Stored data:
==============================
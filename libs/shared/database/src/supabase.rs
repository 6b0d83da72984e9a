use anyhow::{anyhow, Result};
use reqwest::{
    header::{HeaderMap, HeaderValue, AUTHORIZATION, CONTENT_TYPE},
    Client, Method,
};
use serde::de::DeserializeOwned;
use serde_json::Value;
use tracing::{debug, error};

use shared_config::AppConfig;

/// Thin PostgREST client. One row-scoped request per operation; the store's
/// per-row atomicity is the only concurrency control this service relies on.
pub struct SupabaseClient {
    client: Client,
    base_url: String,
    anon_key: String,
}

impl SupabaseClient {
    pub fn new(config: &AppConfig) -> Self {
        Self {
            client: Client::new(),
            base_url: config.supabase_url.clone(),
            anon_key: config.supabase_anon_key.clone(),
        }
    }

    fn get_headers(&self, auth_token: Option<&str>, returning: bool) -> HeaderMap {
        let mut headers = HeaderMap::new();

        headers.insert("apikey", HeaderValue::from_str(&self.anon_key).unwrap());
        headers.insert(CONTENT_TYPE, HeaderValue::from_static("application/json"));

        if returning {
            headers.insert("Prefer", HeaderValue::from_static("return=representation"));
        }

        if let Some(token) = auth_token {
            headers.insert(
                AUTHORIZATION,
                HeaderValue::from_str(&format!("Bearer {}", token)).unwrap(),
            );
        }

        headers
    }

    pub async fn request<T>(
        &self,
        method: Method,
        path: &str,
        auth_token: Option<&str>,
        body: Option<Value>,
    ) -> Result<T>
    where
        T: DeserializeOwned,
    {
        let url = format!("{}{}", self.base_url, path);
        debug!("Making request to {}", url);

        // Writes ask PostgREST to echo the affected rows back.
        let returning = method == Method::POST || method == Method::PATCH;
        let headers = self.get_headers(auth_token, returning);

        let mut req = self.client.request(method, &url).headers(headers);

        if let Some(body_data) = body {
            req = req.json(&body_data);
        }

        let response = req.send().await?;

        let status = response.status();
        if !status.is_success() {
            let error_text = response.text().await?;
            error!("API error ({}): {}", status, error_text);

            return Err(match status.as_u16() {
                401 | 403 => anyhow!("Authentication error: {}", error_text),
                404 => anyhow!("Resource not found: {}", error_text),
                _ => anyhow!("API error ({}): {}", status, error_text),
            });
        }

        let data = response.json::<T>().await?;
        Ok(data)
    }

    /// Select rows from `table` with a raw PostgREST filter string.
    pub async fn select<T>(&self, table: &str, filter: &str, auth_token: &str) -> Result<Vec<T>>
    where
        T: DeserializeOwned,
    {
        let path = format!("/rest/v1/{}?{}", table, filter);
        self.request(Method::GET, &path, Some(auth_token), None).await
    }

    /// Insert one row and return it as stored.
    pub async fn insert<T>(&self, table: &str, row: Value, auth_token: &str) -> Result<T>
    where
        T: DeserializeOwned,
    {
        let path = format!("/rest/v1/{}", table);
        let mut rows: Vec<T> = self
            .request(Method::POST, &path, Some(auth_token), Some(row))
            .await?;

        rows.pop()
            .ok_or_else(|| anyhow!("Insert into {} returned no rows", table))
    }

    /// Patch the row matching `id` and return the updated representation.
    pub async fn update_by_id<T>(
        &self,
        table: &str,
        id: &str,
        patch: Value,
        auth_token: &str,
    ) -> Result<T>
    where
        T: DeserializeOwned,
    {
        let path = format!("/rest/v1/{}?id=eq.{}", table, id);
        let mut rows: Vec<T> = self
            .request(Method::PATCH, &path, Some(auth_token), Some(patch))
            .await?;

        rows.pop()
            .ok_or_else(|| anyhow!("Update of {} {} matched no rows", table, id))
    }

    pub fn get_base_url(&self) -> &str {
        &self.base_url
    }
}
==============================
Problem: Scan the entries above and return each line that holds "filter".

Finished task:
    /// Select rows from `table` with a raw PostgREST filter string.
    pub async fn select<T>(&self, table: &str, filter: &str, auth_token: &str) -> Result<Vec<T>>
        let path = format!("/rest/v1/{}?{}", table, filter);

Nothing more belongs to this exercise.